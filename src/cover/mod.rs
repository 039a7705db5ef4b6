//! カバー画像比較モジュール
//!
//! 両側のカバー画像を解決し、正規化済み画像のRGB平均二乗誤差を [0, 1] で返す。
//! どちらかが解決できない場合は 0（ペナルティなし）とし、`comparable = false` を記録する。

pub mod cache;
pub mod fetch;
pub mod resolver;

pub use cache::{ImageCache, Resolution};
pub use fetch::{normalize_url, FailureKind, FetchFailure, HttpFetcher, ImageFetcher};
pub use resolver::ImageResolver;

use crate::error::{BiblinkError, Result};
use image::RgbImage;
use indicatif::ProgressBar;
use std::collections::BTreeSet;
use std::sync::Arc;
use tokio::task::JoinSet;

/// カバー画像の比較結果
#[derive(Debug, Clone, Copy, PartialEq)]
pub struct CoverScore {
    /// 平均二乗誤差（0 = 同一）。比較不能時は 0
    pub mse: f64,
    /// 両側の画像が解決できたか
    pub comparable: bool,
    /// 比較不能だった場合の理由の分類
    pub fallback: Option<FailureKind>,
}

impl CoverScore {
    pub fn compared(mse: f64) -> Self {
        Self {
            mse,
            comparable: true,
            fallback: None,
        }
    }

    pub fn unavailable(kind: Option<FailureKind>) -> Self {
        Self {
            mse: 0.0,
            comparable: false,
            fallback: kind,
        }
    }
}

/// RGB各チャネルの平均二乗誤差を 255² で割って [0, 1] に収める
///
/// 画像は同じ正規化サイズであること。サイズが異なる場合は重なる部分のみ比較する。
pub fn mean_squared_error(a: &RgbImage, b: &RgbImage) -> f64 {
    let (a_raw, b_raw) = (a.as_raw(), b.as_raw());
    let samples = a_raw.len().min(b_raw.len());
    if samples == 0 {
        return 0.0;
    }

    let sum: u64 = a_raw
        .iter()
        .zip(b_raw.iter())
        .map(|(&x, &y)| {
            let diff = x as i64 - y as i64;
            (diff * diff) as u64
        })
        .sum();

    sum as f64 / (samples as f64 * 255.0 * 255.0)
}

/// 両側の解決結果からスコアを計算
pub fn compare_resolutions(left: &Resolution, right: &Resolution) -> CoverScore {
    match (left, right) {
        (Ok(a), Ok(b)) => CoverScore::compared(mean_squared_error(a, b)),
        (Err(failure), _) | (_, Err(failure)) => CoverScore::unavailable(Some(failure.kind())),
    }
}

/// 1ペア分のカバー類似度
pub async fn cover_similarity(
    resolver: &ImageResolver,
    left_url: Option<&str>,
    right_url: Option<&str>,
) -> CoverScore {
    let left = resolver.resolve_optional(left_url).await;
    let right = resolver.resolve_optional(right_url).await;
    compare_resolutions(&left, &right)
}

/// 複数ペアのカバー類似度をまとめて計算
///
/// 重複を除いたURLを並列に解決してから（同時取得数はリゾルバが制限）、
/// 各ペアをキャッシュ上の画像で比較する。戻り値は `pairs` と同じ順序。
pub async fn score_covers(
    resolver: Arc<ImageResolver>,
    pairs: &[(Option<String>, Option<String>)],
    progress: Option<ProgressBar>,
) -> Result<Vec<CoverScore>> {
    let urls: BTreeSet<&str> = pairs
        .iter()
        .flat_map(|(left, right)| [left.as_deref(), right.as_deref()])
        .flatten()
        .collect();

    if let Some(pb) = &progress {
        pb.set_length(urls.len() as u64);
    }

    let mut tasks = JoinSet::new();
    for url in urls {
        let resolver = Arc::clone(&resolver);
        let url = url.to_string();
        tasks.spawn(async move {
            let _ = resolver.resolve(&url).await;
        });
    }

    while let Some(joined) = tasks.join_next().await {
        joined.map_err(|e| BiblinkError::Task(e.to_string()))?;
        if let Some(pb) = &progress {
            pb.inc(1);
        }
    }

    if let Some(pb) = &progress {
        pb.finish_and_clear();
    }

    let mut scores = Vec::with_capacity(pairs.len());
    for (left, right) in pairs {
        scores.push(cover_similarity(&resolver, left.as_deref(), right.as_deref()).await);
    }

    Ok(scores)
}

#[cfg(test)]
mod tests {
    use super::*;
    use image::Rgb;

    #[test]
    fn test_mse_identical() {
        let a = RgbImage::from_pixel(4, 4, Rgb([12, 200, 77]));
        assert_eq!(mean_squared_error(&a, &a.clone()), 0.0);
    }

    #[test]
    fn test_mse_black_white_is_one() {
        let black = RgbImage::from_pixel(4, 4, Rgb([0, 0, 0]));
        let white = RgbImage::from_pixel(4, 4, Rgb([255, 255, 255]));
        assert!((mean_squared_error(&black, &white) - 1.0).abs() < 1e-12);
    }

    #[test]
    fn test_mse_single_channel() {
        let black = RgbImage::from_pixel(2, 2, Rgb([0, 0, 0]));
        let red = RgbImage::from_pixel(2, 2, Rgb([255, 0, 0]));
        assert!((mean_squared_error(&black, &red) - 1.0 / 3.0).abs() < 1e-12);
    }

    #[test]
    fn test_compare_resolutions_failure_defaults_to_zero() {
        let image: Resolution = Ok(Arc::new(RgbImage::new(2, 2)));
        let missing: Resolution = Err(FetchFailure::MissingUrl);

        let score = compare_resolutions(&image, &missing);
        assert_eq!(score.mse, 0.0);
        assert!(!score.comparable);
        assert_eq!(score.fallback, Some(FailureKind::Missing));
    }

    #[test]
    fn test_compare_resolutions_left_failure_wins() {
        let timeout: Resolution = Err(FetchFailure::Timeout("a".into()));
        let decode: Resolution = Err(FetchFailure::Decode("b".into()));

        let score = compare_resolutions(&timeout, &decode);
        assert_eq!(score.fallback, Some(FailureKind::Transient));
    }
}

---*---

WORK TO COMPLETE
Retype every record without alteration.

ANSWER BOX
filename src/cover/mod.rs
repository 039a7705db5ef4b6
//! カバー画像比較モジュール
//!
//! 両側のカバー画像を解決し、正規化済み画像のRGB平均二乗誤差を [0, 1] で返す。
//! どちらかが解決できない場合は 0（ペナルティなし）とし、`comparable = false` を記録する。

pub mod cache;
pub mod fetch;
pub mod resolver;

pub use cache::{ImageCache, Resolution};
pub use fetch::{normalize_url, FailureKind, FetchFailure, HttpFetcher, ImageFetcher};
pub use resolver::ImageResolver;

use crate::error::{BiblinkError, Result};
use image::RgbImage;
use indicatif::ProgressBar;
use std::collections::BTreeSet;
use std::sync::Arc;
use tokio::task::JoinSet;

/// カバー画像の比較結果
#[derive(Debug, Clone, Copy, PartialEq)]
pub struct CoverScore {
    /// 平均二乗誤差（0 = 同一）。比較不能時は 0
    pub mse: f64,
    /// 両側の画像が解決できたか
    pub comparable: bool,
    /// 比較不能だった場合の理由の分類
    pub fallback: Option<FailureKind>,
}

impl CoverScore {
    pub fn compared(mse: f64) -> Self {
        Self {
            mse,
            comparable: true,
            fallback: None,
        }
    }

    pub fn unavailable(kind: Option<FailureKind>) -> Self {
        Self {
            mse: 0.0,
            comparable: false,
            fallback: kind,
        }
    }
}

/// RGB各チャネルの平均二乗誤差を 255² で割って [0, 1] に収める
///
/// 画像は同じ正規化サイズであること。サイズが異なる場合は重なる部分のみ比較する。
pub fn mean_squared_error(a: &RgbImage, b: &RgbImage) -> f64 {
    let (a_raw, b_raw) = (a.as_raw(), b.as_raw());
    let samples = a_raw.len().min(b_raw.len());
    if samples == 0 {
        return 0.0;
    }

    let sum: u64 = a_raw
        .iter()
        .zip(b_raw.iter())
        .map(|(&x, &y)| {
            let diff = x as i64 - y as i64;
            (diff * diff) as u64
        })
        .sum();

    sum as f64 / (samples as f64 * 255.0 * 255.0)
}

/// 両側の解決結果からスコアを計算
pub fn compare_resolutions(left: &Resolution, right: &Resolution) -> CoverScore {
    match (left, right) {
        (Ok(a), Ok(b)) => CoverScore::compared(mean_squared_error(a, b)),
        (Err(failure), _) | (_, Err(failure)) => CoverScore::unavailable(Some(failure.kind())),
    }
}

/// 1ペア分のカバー類似度
pub async fn cover_similarity(
    resolver: &ImageResolver,
    left_url: Option<&str>,
    right_url: Option<&str>,
) -> CoverScore {
    let left = resolver.resolve_optional(left_url).await;
    let right = resolver.resolve_optional(right_url).await;
    compare_resolutions(&left, &right)
}

/// 複数ペアのカバー類似度をまとめて計算
///
/// 重複を除いたURLを並列に解決してから（同時取得数はリゾルバが制限）、
/// 各ペアをキャッシュ上の画像で比較する。戻り値は `pairs` と同じ順序。
pub async fn score_covers(
    resolver: Arc<ImageResolver>,
    pairs: &[(Option<String>, Option<String>)],
    progress: Option<ProgressBar>,
) -> Result<Vec<CoverScore>> {
    let urls: BTreeSet<&str> = pairs
        .iter()
        .flat_map(|(left, right)| [left.as_deref(), right.as_deref()])
        .flatten()
        .collect();

    if let Some(pb) = &progress {
        pb.set_length(urls.len() as u64);
    }

    let mut tasks = JoinSet::new();
    for url in urls {
        let resolver = Arc::clone(&resolver);
        let url = url.to_string();
        tasks.spawn(async move {
            let _ = resolver.resolve(&url).await;
        });
    }

    while let Some(joined) = tasks.join_next().await {
        joined.map_err(|e| BiblinkError::Task(e.to_string()))?;
        if let Some(pb) = &progress {
            pb.inc(1);
        }
    }

    if let Some(pb) = &progress {
        pb.finish_and_clear();
    }

    let mut scores = Vec::with_capacity(pairs.len());
    for (left, right) in pairs {
        scores.push(cover_similarity(&resolver, left.as_deref(), right.as_deref()).await);
    }

    Ok(scores)
}

#[cfg(test)]
mod tests {
    use super::*;
    use image::Rgb;

    #[test]
    fn test_mse_identical() {
        let a = RgbImage::from_pixel(4, 4, Rgb([12, 200, 77]));
        assert_eq!(mean_squared_error(&a, &a.clone()), 0.0);
    }

    #[test]
    fn test_mse_black_white_is_one() {
        let black = RgbImage::from_pixel(4, 4, Rgb([0, 0, 0]));
        let white = RgbImage::from_pixel(4, 4, Rgb([255, 255, 255]));
        assert!((mean_squared_error(&black, &white) - 1.0).abs() < 1e-12);
    }

    #[test]
    fn test_mse_single_channel() {
        let black = RgbImage::from_pixel(2, 2, Rgb([0, 0, 0]));
        let red = RgbImage::from_pixel(2, 2, Rgb([255, 0, 0]));
        assert!((mean_squared_error(&black, &red) - 1.0 / 3.0).abs() < 1e-12);
    }

    #[test]
    fn test_compare_resolutions_failure_defaults_to_zero() {
        let image: Resolution = Ok(Arc::new(RgbImage::new(2, 2)));
        let missing: Resolution = Err(FetchFailure::MissingUrl);

        let score = compare_resolutions(&image, &missing);
        assert_eq!(score.mse, 0.0);
        assert!(!score.comparable);
        assert_eq!(score.fallback, Some(FailureKind::Missing));
    }

    #[test]
    fn test_compare_resolutions_left_failure_wins() {
        let timeout: Resolution = Err(FetchFailure::Timeout("a".into()));
        let decode: Resolution = Err(FetchFailure::Decode("b".into()));

        let score = compare_resolutions(&timeout, &decode);
        assert_eq!(score.fallback, Some(FailureKind::Transient));
    }
}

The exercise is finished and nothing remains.